◆ **EXERCISE OBJECTIVE**:
Scan the data. Collect each line that contains the word "anyhow".

——————————

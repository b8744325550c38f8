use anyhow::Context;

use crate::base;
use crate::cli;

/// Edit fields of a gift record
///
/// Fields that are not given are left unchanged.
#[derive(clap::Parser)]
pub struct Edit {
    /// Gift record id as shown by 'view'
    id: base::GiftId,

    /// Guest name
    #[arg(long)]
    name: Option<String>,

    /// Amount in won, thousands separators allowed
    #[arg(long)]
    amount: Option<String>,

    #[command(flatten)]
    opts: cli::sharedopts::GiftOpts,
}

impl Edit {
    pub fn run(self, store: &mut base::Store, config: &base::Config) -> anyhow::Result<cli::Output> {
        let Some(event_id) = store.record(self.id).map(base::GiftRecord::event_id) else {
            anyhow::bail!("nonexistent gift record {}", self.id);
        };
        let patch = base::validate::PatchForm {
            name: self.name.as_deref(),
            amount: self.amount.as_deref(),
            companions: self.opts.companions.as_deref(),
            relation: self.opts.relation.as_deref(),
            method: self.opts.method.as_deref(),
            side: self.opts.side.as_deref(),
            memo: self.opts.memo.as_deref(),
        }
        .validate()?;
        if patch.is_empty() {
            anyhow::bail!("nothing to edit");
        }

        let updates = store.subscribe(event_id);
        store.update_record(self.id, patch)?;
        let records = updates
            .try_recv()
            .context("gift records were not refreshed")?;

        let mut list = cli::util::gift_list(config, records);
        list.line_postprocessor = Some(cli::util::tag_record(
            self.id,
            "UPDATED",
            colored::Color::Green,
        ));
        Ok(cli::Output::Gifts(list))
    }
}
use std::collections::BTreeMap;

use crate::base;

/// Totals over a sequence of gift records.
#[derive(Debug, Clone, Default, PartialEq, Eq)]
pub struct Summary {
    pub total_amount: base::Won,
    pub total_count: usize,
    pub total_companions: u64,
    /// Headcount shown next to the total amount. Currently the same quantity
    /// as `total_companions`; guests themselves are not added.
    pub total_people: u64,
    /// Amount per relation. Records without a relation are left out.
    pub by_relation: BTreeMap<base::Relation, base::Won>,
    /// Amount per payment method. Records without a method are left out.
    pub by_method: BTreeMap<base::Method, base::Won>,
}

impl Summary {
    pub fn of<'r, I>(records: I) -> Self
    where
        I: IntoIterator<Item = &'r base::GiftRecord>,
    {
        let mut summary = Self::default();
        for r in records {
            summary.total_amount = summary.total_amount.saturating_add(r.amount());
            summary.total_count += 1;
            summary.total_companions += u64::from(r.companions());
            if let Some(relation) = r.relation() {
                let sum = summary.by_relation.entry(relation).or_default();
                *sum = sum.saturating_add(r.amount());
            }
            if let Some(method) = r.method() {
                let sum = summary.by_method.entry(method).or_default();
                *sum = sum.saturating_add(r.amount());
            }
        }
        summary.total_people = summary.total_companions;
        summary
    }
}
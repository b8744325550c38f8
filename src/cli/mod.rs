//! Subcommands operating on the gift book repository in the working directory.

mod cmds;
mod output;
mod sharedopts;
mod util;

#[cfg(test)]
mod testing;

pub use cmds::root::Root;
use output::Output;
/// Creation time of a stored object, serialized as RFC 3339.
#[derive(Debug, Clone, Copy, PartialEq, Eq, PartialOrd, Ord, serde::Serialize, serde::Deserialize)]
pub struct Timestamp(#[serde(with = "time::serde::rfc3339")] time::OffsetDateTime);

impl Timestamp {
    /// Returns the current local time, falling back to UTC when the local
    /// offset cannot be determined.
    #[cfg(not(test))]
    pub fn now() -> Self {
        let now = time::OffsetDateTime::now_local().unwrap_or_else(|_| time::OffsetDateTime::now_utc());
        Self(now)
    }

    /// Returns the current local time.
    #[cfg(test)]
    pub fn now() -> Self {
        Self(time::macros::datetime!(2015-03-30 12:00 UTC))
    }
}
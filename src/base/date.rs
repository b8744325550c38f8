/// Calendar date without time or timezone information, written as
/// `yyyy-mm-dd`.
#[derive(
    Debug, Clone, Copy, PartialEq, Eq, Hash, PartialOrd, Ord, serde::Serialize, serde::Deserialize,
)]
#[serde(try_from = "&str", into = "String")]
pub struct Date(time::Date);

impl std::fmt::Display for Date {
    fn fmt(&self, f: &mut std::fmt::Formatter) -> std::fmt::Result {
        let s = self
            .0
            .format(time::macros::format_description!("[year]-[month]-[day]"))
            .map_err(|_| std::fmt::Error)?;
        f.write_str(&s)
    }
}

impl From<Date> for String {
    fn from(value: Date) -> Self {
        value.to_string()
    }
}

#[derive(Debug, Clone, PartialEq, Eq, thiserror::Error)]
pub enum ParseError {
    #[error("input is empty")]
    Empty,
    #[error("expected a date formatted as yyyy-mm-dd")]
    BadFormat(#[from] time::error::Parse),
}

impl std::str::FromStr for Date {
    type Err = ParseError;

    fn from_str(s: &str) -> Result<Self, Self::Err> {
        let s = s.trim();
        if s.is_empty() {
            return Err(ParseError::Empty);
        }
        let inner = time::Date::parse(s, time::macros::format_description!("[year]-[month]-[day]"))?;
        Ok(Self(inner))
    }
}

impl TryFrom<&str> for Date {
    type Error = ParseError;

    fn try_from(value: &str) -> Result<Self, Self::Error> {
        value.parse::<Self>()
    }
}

——————————

◆ **TASK ANSWER**:
use anyhow::Context;
    pub fn run(self, store: &mut base::Store, config: &base::Config) -> anyhow::Result<cli::Output> {
            anyhow::bail!("nonexistent gift record {}", self.id);
            anyhow::bail!("nothing to edit");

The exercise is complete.